Treatment of rectal chlamydia infection may be more complicated than we originally thought Jane S. Hocking1*, Fabian Y. S. Kong1, Peter Timms2, Wilhelmina M. Huston3 and Sepehr N. Tabrizi4,5 Centre for Epidemiology and Biostatistics, Melbourne School of Population and Global Health, University of Melbourne, 3/207 Bouverie Street, Carlton, Victoria 3053, Australia; 2University of the Sunshine Coast, Locked Bag 4, Maroochydore DC, Queensland, 4558, Australia; 3 Institute of Health and Biomedical Innovation, Queensland University of Technology, 60 Musk Avenue, Kelvin Grove, Queensland 4059, Australia; 4Murdoch Children’s Research Institute, Flemington Road, Parkville, Victoria 3052, Australia; 5Department of Obstetrics and Gynaecology, University of Melbourne, The Royal Women’s Hospital, 20 Flemington Road, Parkville, Victoria 3052, Australia *Corresponding author. Tel: +61-3-8344-0762; Fax: +61-3-9347-9824; E-mail: [email protected]

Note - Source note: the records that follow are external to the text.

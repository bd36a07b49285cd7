//! Turns [`LauncherEvent`]s into status lines for the terminal.

use repo_launcher_core::events::{DownloadProgress, EventReceiver, LauncherEvent};
use std::io::Write;
use tracing::debug;

const ARTIFACT_TEXT: &str = "this may take a while; a progress bar that does not move is normal";

/// Human form of a remaining-time estimate: `1h 2m`, `3m 4s` or `5s`.
pub fn format_eta(seconds: u64) -> String {
    let hours = seconds / 3600;
    let minutes = (seconds % 3600) / 60;
    let secs = seconds % 60;
    if hours > 0 {
        format!("{hours}h {minutes}m")
    } else if minutes > 0 {
        format!("{minutes}m {secs}s")
    } else {
        format!("{secs}s")
    }
}

pub fn format_bytes(bytes: u64) -> String {
    const MIB: f64 = 1024.0 * 1024.0;
    let mib = bytes as f64 / MIB;
    if mib >= 1024.0 {
        format!("{:.2} GiB", mib / 1024.0)
    } else {
        format!("{mib:.1} MiB")
    }
}

/// Status line for one event, `None` for events that produce no output.
pub fn describe(event: &LauncherEvent) -> Option<String> {
    let line = match event {
        LauncherEvent::RepoSyncStarted { repo_url } => format!("Updating repository {repo_url}..."),
        LauncherEvent::RepoSyncFinished { .. } => return None,
        LauncherEvent::SessionStarted { total } => format!("Installing {total} package entries"),
        LauncherEvent::SpecifierStarted {
            specifier,
            package_name,
            artifact,
        } => {
            if *artifact {
                format!("Updating {specifier}, {ARTIFACT_TEXT}")
            } else {
                format!("Updating packages ({package_name})")
            }
        }
        LauncherEvent::InstallProgress { completed, total } => {
            let percent = if *total == 0 { 100 } else { completed * 100 / total };
            format!("[{completed}/{total}] {percent}%")
        }
        LauncherEvent::DownloadStarted { url, total_bytes } => match total_bytes {
            Some(total) => format!("Downloading {url} ({})", format_bytes(*total)),
            None => format!("Downloading {url}"),
        },
        LauncherEvent::DownloadProgress(progress) => describe_progress(progress),
        LauncherEvent::DownloadFinished { bytes, .. } => format!("Downloaded {}", format_bytes(*bytes)),
        LauncherEvent::SessionFinished { succeeded: true, .. } => "All packages installed".to_string(),
        LauncherEvent::SessionFinished { detail, .. } => match detail {
            Some(detail) => format!("Installation failed: {detail}"),
            None => "Installation failed".to_string(),
        },
    };
    Some(line)
}

fn describe_progress(progress: &DownloadProgress) -> String {
    match progress {
        DownloadProgress::Indeterminate { received } => format!("{} downloaded", format_bytes(*received)),
        DownloadProgress::Determinate {
            percent,
            received,
            total,
            bytes_per_sec,
            eta_secs,
        } => {
            let mut line = format!(
                "{percent}% {} / {} at {}/s",
                format_bytes(*received),
                format_bytes(*total),
                format_bytes(*bytes_per_sec as u64)
            );
            if let Some(eta) = eta_secs {
                line.push_str(&format!(" ({})", format_eta(*eta)));
            }
            line
        }
    }
}

/// Write a line per event until every sender is gone.
pub async fn render_events<W: Write>(mut events: EventReceiver, mut out: W) {
    while let Some(event) = events.recv().await {
        debug!(?event, "Rendering event");
        if let Some(line) = describe(&event) {
            if writeln!(out, "{line}").and_then(|()| out.flush()).is_err() {
                break;
            }
        }
    }
}
//! Deciding whether the local checkout is stale, and bringing it up to date.

use async_trait::async_trait;
use std::path::Path;
use std::process::Stdio;
use tokio::process::Command;
use tracing::{debug, error, info, warn};

use crate::contract::RepoClient;
use crate::error::LauncherError;
use crate::pip::hide_console;

/// Outcome of comparing local HEAD with remote HEAD.
#[derive(Debug, Clone, PartialEq, Eq)]
pub struct RepoSyncResult {
    pub up_to_date: bool,
    pub local_head: String,
    pub remote_head: String,
}

#[derive(Debug, Clone, Copy, PartialEq, Eq)]
pub enum SyncReason {
    /// A previous run was interrupted.
    MarkerPresent,
    MissingWorkingCopy,
    Stale,
    /// The comparison failed; assumed stale.
    CheckFailed,
}

#[derive(Debug, Clone, PartialEq, Eq)]
pub enum SyncDecision {
    UpToDate,
    Required(SyncReason),
}

impl SyncDecision {
    pub fn is_required(&self) -> bool {
        matches!(self, SyncDecision::Required(_))
    }
}

pub struct RepoSyncManager<R> {
    client: R,
}

impl<R: RepoClient> RepoSyncManager<R> {
    pub fn new(client: R) -> Self {
        Self { client }
    }

    pub async fn check(&self, local: &Path, remote_url: &str) -> Result<RepoSyncResult, LauncherError> {
        let local_head = self.client.local_head(local).await?;
        let remote_head = self.client.remote_head(remote_url).await?;
        let up_to_date = local_head == remote_head;
        debug!(%local_head, %remote_head, up_to_date, "Compared HEAD commits");
        Ok(RepoSyncResult {
            up_to_date,
            local_head,
            remote_head,
        })
    }

    pub async fn is_up_to_date(&self, local: &Path, remote_url: &str) -> Result<bool, LauncherError> {
        Ok(self.check(local, remote_url).await?.up_to_date)
    }

    /// Sync is required when the marker is present, the working copy is
    /// missing, the check says stale, or the check fails.
    pub async fn sync_decision(&self, local: &Path, remote_url: &str, marker_present: bool) -> SyncDecision {
        if marker_present {
            info!("Install marker present; previous run was interrupted");
            return SyncDecision::Required(SyncReason::MarkerPresent);
        }
        if !local.exists() {
            info!(path = %local.display(), "No local working copy");
            return SyncDecision::Required(SyncReason::MissingWorkingCopy);
        }
        match self.check(local, remote_url).await {
            Ok(result) if result.up_to_date => SyncDecision::UpToDate,
            Ok(result) => {
                info!(local = %result.local_head, remote = %result.remote_head, "Local checkout is stale");
                SyncDecision::Required(SyncReason::Stale)
            }
            Err(e) => {
                warn!(error = %e, "Sync check failed; assuming stale");
                SyncDecision::Required(SyncReason::CheckFailed)
            }
        }
    }

    /// Clone when the working copy does not exist, otherwise pull.
    pub async fn sync_repo(&self, local: &Path, remote_url: &str) -> Result<(), LauncherError> {
        if local.exists() {
            info!(path = %local.display(), repo_url = remote_url, "Pulling repository");
            self.client.pull(local, remote_url).await
        } else {
            info!(path = %local.display(), repo_url = remote_url, "Cloning repository");
            self.client.clone_repo(remote_url, local).await
        }
    }
}

/// [`RepoClient`] backed by the `git` executable.
#[derive(Debug, Clone)]
pub struct GitCli {
    program: String,
}

impl Default for GitCli {
    fn default() -> Self {
        Self {
            program: "git".to_string(),
        }
    }
}

impl GitCli {
    pub fn new() -> Self {
        Self::default()
    }

    fn command(&self) -> Command {
        let mut cmd = Command::new(&self.program);
        cmd.stdin(Stdio::null()).kill_on_drop(true);
        cmd.env("GIT_TERMINAL_PROMPT", "0");
        hide_console(&mut cmd);
        cmd
    }

    async fn output(&self, mut cmd: Command, what: &str) -> Result<String, String> {
        let output = cmd.output().await.map_err(|e| {
            error!(error = ?e, "Failed to launch git process");
            format!("failed to launch git for {what}: {e}")
        })?;
        if !output.status.success() {
            let stderr = String::from_utf8_lossy(&output.stderr).trim().to_string();
            error!(status = ?output.status, %stderr, "git {what} exited with non-zero code");
            return Err(format!("git {what} failed ({}): {stderr}", output.status));
        }
        Ok(String::from_utf8_lossy(&output.stdout).into_owned())
    }
}

#[async_trait]
impl RepoClient for GitCli {
    async fn local_head(&self, repo_dir: &Path) -> Result<String, LauncherError> {
        let mut cmd = self.command();
        cmd.arg("-C").arg(repo_dir).args(["rev-parse", "HEAD"]);
        let stdout = self.output(cmd, "rev-parse").await.map_err(LauncherError::SyncCheckFailed)?;
        Ok(stdout.trim().to_string())
    }

    async fn remote_head(&self, remote_url: &str) -> Result<String, LauncherError> {
        let mut cmd = self.command();
        cmd.args(["ls-remote", remote_url, "HEAD"]);
        let stdout = self.output(cmd, "ls-remote").await.map_err(LauncherError::SyncCheckFailed)?;
        parse_ls_remote_head(&stdout)
            .ok_or_else(|| LauncherError::SyncCheckFailed(format!("remote {remote_url} advertises no HEAD")))
    }

    async fn clone_repo(&self, remote_url: &str, repo_dir: &Path) -> Result<(), LauncherError> {
        if let Some(parent) = repo_dir.parent() {
            if !parent.as_os_str().is_empty() {
                tokio::fs::create_dir_all(parent).await?;
            }
        }
        let mut cmd = self.command();
        cmd.arg("clone").arg(remote_url).arg(repo_dir);
        self.output(cmd, "clone").await.map_err(LauncherError::RepoSyncFailed)?;
        info!(repo_url = remote_url, path = %repo_dir.display(), "Successfully cloned git repository");
        Ok(())
    }

    async fn pull(&self, repo_dir: &Path, remote_url: &str) -> Result<(), LauncherError> {
        let mut cmd = self.command();
        cmd.arg("-C").arg(repo_dir).args(["pull", "--ff-only", remote_url]);
        self.output(cmd, "pull").await.map_err(LauncherError::RepoSyncFailed)?;
        info!(repo_url = remote_url, path = %repo_dir.display(), "Pulled git repository");
        Ok(())
    }
}

/// First object id of a `git ls-remote <url> HEAD` listing.
fn parse_ls_remote_head(listing: &str) -> Option<String> {
    listing
        .lines()
        .filter_map(|line| {
            let mut fields = line.split_whitespace();
            let id = fields.next()?;
            (fields.next()? == "HEAD").then(|| id.to_string())
        })
        .next()
}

Rectal chlamydia diagnoses have been increasing among MSM and may also rise among women as anal sex rates increase among heterosexuals. However, there is growing concern about treatment for rectal chlamydia with treatment failures of up to 22% being reported. This article addresses factors that may be contributing to treatment failure for rectal chlamydia, including the pharmacokinetic properties of azithromycin and doxycycline in rectal tissue, the ability of chlamydia to transform into a persistent state that is less responsive to antimicrobial therapy, the impact of the rectal microbiome on chlamydia, heterotypic resistance, failure to detect cases of lymphogranuloma venereum and the performance of screening tests. If we are to reduce the burden of genital chlamydia, treatment for rectal chlamydia must be efficacious. This highlights the need for randomized controlled trial evidence comparing azithromycin with doxycycline for the treatment of rectal chlamydia. Keywords: azithromycin, doxycycline, treatment failure

Introduction Chlamydia trachomatis is the most common bacterial sexually transmitted infection (STI) worldwide with about 100 million adults infected at any point in time. 1 In countries that target both men and women for screening, 40% of cases are among men,2,3 and while these data do not differentiate between rectal, urethral or other sites of infection, available prevalence data suggest that, among MSM, the prevalence of rectal chlamydia is higher than that of urethral infection.4 Rectal chlamydia among women is also of increasing concern with data from the UK showing that 15% – 17% of heterosexual people reported anal sex in the last year, a 2 – 3-fold increase since 1990.5 However, many women acquire rectal chlamydia infection in the absence of any reported anal sex6 and autoinoculation of cervical chlamydia infection from the rectal site has been raised as a potential issue in women.7 As STIs are associated with increasing HIV prevalence,8 effective treatment for rectal infection is important for HIV control. Current STI treatment guidelines for MSM in the USA recommend treatment of rectal chlamydia with a single 1 g dose of azithromycin,9 but there are increasing concerns about its effectiveness with treatment failures of up to 22% being reported.10 A recent meta-analysis examining rectal chlamydia treatment found a pooled treatment efficacy of 83% for 1 g of azithromycin and 99% for 100 mg of doxycycline twice daily for 7 days.11

While these results may warrant concern about azithromycin’s effectiveness, the quality of evidence included was poor with no randomized controlled trials (RCTs) directly comparing azithromycin with doxycycline identified.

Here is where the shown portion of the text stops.